Stored data entries
*** Begin section ***
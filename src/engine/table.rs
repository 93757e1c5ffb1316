//! Statically built lookup from `(state, event)` to ordered candidates.

use crate::core::{Event, MachineHistory, State};
use crate::engine::transition::Transition;
use std::collections::HashMap;

/// Ordered transition table for one machine type.
///
/// Built once from a rule list and shared by every instance of the machine.
/// Each `(state, event)` key maps to the indices of its candidate rules in
/// declaration order.
#[derive(Clone, Debug)]
pub struct TransitionTable<S, E> {
    rules: Vec<Transition<S, E>>,
    index: HashMap<(S, E), Vec<usize>>,
}

impl<S: State, E: Event> TransitionTable<S, E> {
    /// Index a rule list.
    ///
    /// Prefer `TableBuilder`, which validates the rules first.
    pub fn new(rules: Vec<Transition<S, E>>) -> Self {
        let mut index: HashMap<(S, E), Vec<usize>> = HashMap::new();
        for (position, rule) in rules.iter().enumerate() {
            for source in rule.sources.states() {
                index.entry((source, rule.event)).or_default().push(position);
            }
        }
        Self { rules, index }
    }

    /// Candidates for `(state, event)` in declaration order.
    pub fn candidates(&self, state: S, event: E) -> impl Iterator<Item = &Transition<S, E>> + '_ {
        self.index
            .get(&(state, event))
            .into_iter()
            .flatten()
            .map(move |&position| &self.rules[position])
    }

    /// Pick the winning target for `event` given the machine's history.
    ///
    /// Guards are evaluated in declaration order against the history's
    /// current state; the first unguarded or passing candidate wins.
    pub fn select(&self, history: &MachineHistory<S, E>, event: E) -> Option<S> {
        self.candidates(history.current(), event)
            .find(|candidate| candidate.permits(history))
            .map(|candidate| candidate.target)
    }

    /// Check whether any rule is keyed on `(state, event)`.
    pub fn covers(&self, state: S, event: E) -> bool {
        self.index.contains_key(&(state, event))
    }

    /// All rules in declaration order.
    pub fn rules(&self) -> &[Transition<S, E>] {
        &self.rules
    }

    pub fn len(&self) -> usize {
        self.rules.len()
    }

    pub fn is_empty(&self) -> bool {
        self.rules.is_empty()
    }
}
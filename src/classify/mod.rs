//! Classification driver: replays a sorted alarm stream through per-charger
//! models and samples the station status after every alarm.
//!
//! A batch is validated as a whole before anything is dispatched. Every
//! unmapped alarm text and every out-of-order record is collected with
//! Stillwater's `Validation`, so one failed run reports all of them and no
//! model is left half-updated.

pub mod error;

pub use error::{ClassifyError, RecordIssue};

use crate::alarm::AlarmKind;
use crate::charger::{ChargerModel, ChargerSnapshot, MachineTables};
use crate::config::ClassifierConfig;
use crate::core::State;
use chrono::{DateTime, Utc};
use serde::{Deserialize, Serialize};
use std::collections::{BTreeMap, BTreeSet, HashMap};
use stillwater::validation::Validation;
use stillwater::NonEmptyVec;
use tracing::{debug, info};

/// One upstream alarm row.
#[derive(Clone, Debug, PartialEq, Eq, Serialize, Deserialize)]
pub struct AlarmRecord {
    /// Charger MAC address
    pub charger_id: String,
    /// Raw alarm display string
    pub alarm_name: String,
    pub time: DateTime<Utc>,
}

impl AlarmRecord {
    pub fn new(
        charger_id: impl Into<String>,
        alarm_name: impl Into<String>,
        time: DateTime<Utc>,
    ) -> Self {
        Self {
            charger_id: charger_id.into(),
            alarm_name: alarm_name.into(),
            time,
        }
    }
}

/// Station status of one charger right after one alarm was dispatched.
#[derive(Clone, Debug, PartialEq, Eq, Serialize, Deserialize)]
pub struct StateTimelineSample {
    pub charger_id: String,
    pub time: DateTime<Utc>,
    pub state: String,
}

type Checked<T> = Validation<T, NonEmptyVec<RecordIssue>>;

/// Replays alarm batches through one model per charger.
pub struct Classifier {
    tables: MachineTables,
    models: BTreeMap<String, ChargerModel>,
}

impl Classifier {
    pub fn new(config: &ClassifierConfig) -> Result<Self, ClassifyError> {
        Ok(Self {
            tables: MachineTables::new(config)?,
            models: BTreeMap::new(),
        })
    }

    /// Create models for known chargers up front, so chargers that never
    /// raise an alarm still show up in snapshots.
    pub fn register_chargers<I, T>(&mut self, ids: I)
    where
        I: IntoIterator<Item = T>,
        T: Into<String>,
    {
        for id in ids {
            let id = id.into();
            if !self.models.contains_key(&id) {
                let model = ChargerModel::new(id.clone(), &self.tables);
                self.models.insert(id, model);
            }
        }
    }

    /// Replay a batch sorted ascending by time within each charger.
    ///
    /// Fails without touching any model if a record's alarm text is unknown
    /// or a record is earlier than its charger's previous alarm (including
    /// alarms from earlier batches). Equal timestamps are allowed.
    pub fn replay(
        &mut self,
        records: &[AlarmRecord],
    ) -> Result<Vec<StateTimelineSample>, ClassifyError> {
        let kinds = self.validate(records)?;

        let mut timeline = Vec::with_capacity(records.len());
        for (record, kind) in records.iter().zip(kinds) {
            let tables = &self.tables;
            let model = self
                .models
                .entry(record.charger_id.clone())
                .or_insert_with(|| {
                    debug!(charger_id = %record.charger_id, "first alarm for unregistered charger");
                    ChargerModel::new(record.charger_id.clone(), tables)
                });
            model.send(kind, record.time);
            timeline.push(StateTimelineSample {
                charger_id: record.charger_id.clone(),
                time: record.time,
                state: model.station().current_state().name().to_string(),
            });
        }

        info!(
            records = records.len(),
            chargers = self.models.len(),
            "alarm batch replayed"
        );
        Ok(timeline)
    }

    fn validate(&self, records: &[AlarmRecord]) -> Result<Vec<AlarmKind>, ClassifyError> {
        let mut last_seen: HashMap<&str, DateTime<Utc>> = HashMap::new();
        let mut kind_checks: Vec<Checked<AlarmKind>> = Vec::with_capacity(records.len());
        let mut order_checks: Vec<Checked<()>> = Vec::with_capacity(records.len());

        for (index, record) in records.iter().enumerate() {
            kind_checks.push(match AlarmKind::classify(&record.alarm_name) {
                Ok(kind) => Validation::success(kind),
                Err(error) => Validation::fail(RecordIssue::UnknownAlarm { index, error }),
            });

            let previous = last_seen
                .get(record.charger_id.as_str())
                .copied()
                .or_else(|| self.last_alarm_time(&record.charger_id));
            order_checks.push(match previous {
                Some(previous) if record.time < previous => {
                    Validation::fail(RecordIssue::OutOfOrder {
                        index,
                        charger_id: record.charger_id.clone(),
                        previous,
                        current: record.time,
                    })
                }
                _ => Validation::success(()),
            });
            last_seen.insert(record.charger_id.as_str(), record.time);
        }

        match (Validation::all_vec(kind_checks), Validation::all_vec(order_checks)) {
            (Validation::Success(kinds), Validation::Success(_)) => Ok(kinds),
            (kinds, order) => {
                let mut issues: Vec<RecordIssue> = Vec::new();
                if let Validation::Failure(errors) = kinds {
                    issues.extend(errors.iter().cloned());
                }
                if let Validation::Failure(errors) = order {
                    issues.extend(errors.iter().cloned());
                }
                issues.sort_by_key(RecordIssue::index);
                Err(ClassifyError::InvalidRecords(issues))
            }
        }
    }

    // The network table covers every (state, kind) pair, so its history has
    // one entry per alarm ever sent to the model.
    fn last_alarm_time(&self, charger_id: &str) -> Option<DateTime<Utc>> {
        self.models
            .get(charger_id)
            .and_then(|model| model.network().history().entries().last())
            .and_then(|entry| entry.timestamp)
    }

    pub fn model(&self, charger_id: &str) -> Option<&ChargerModel> {
        self.models.get(charger_id)
    }

    /// Models ordered by charger id.
    pub fn models(&self) -> impl Iterator<Item = &ChargerModel> {
        self.models.values()
    }

    pub fn fleet_snapshot(&self) -> BTreeMap<String, ChargerSnapshot> {
        self.models
            .iter()
            .map(|(id, model)| (id.clone(), model.snapshot()))
            .collect()
    }
}

/// Replay one batch through a fresh classifier seeded with `chargers`.
pub fn predict_charger_states(
    config: &ClassifierConfig,
    chargers: &[String],
    records: &[AlarmRecord],
) -> Result<Vec<StateTimelineSample>, ClassifyError> {
    let mut classifier = Classifier::new(config)?;
    classifier.register_chargers(chargers.iter().cloned());
    classifier.replay(records)
}

/// Sorted, deduplicated charger ids appearing in `records`.
pub fn unique_chargers(records: &[AlarmRecord]) -> Vec<String> {
    records
        .iter()
        .map(|record| record.charger_id.clone())
        .collect::<BTreeSet<_>>()
        .into_iter()
        .collect()
}

/// Split a stream into per-charger partitions, keeping each partition in
/// input order. Partitions are independent and can be replayed in any order.
pub fn partition_by_charger<T, F>(items: &[T], charger_id: F) -> BTreeMap<&str, Vec<&T>>
where
    F: Fn(&T) -> &str,
{
    let mut partitions: BTreeMap<&str, Vec<&T>> = BTreeMap::new();
    for item in items {
        partitions.entry(charger_id(item)).or_default().push(item);
    }
    partitions
}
*** End section ***
▶ [WORK TASK]
Determine the count of lines in the data above with the string "through" in them, and give that count alone.

▶ [TASK ANSWER]
3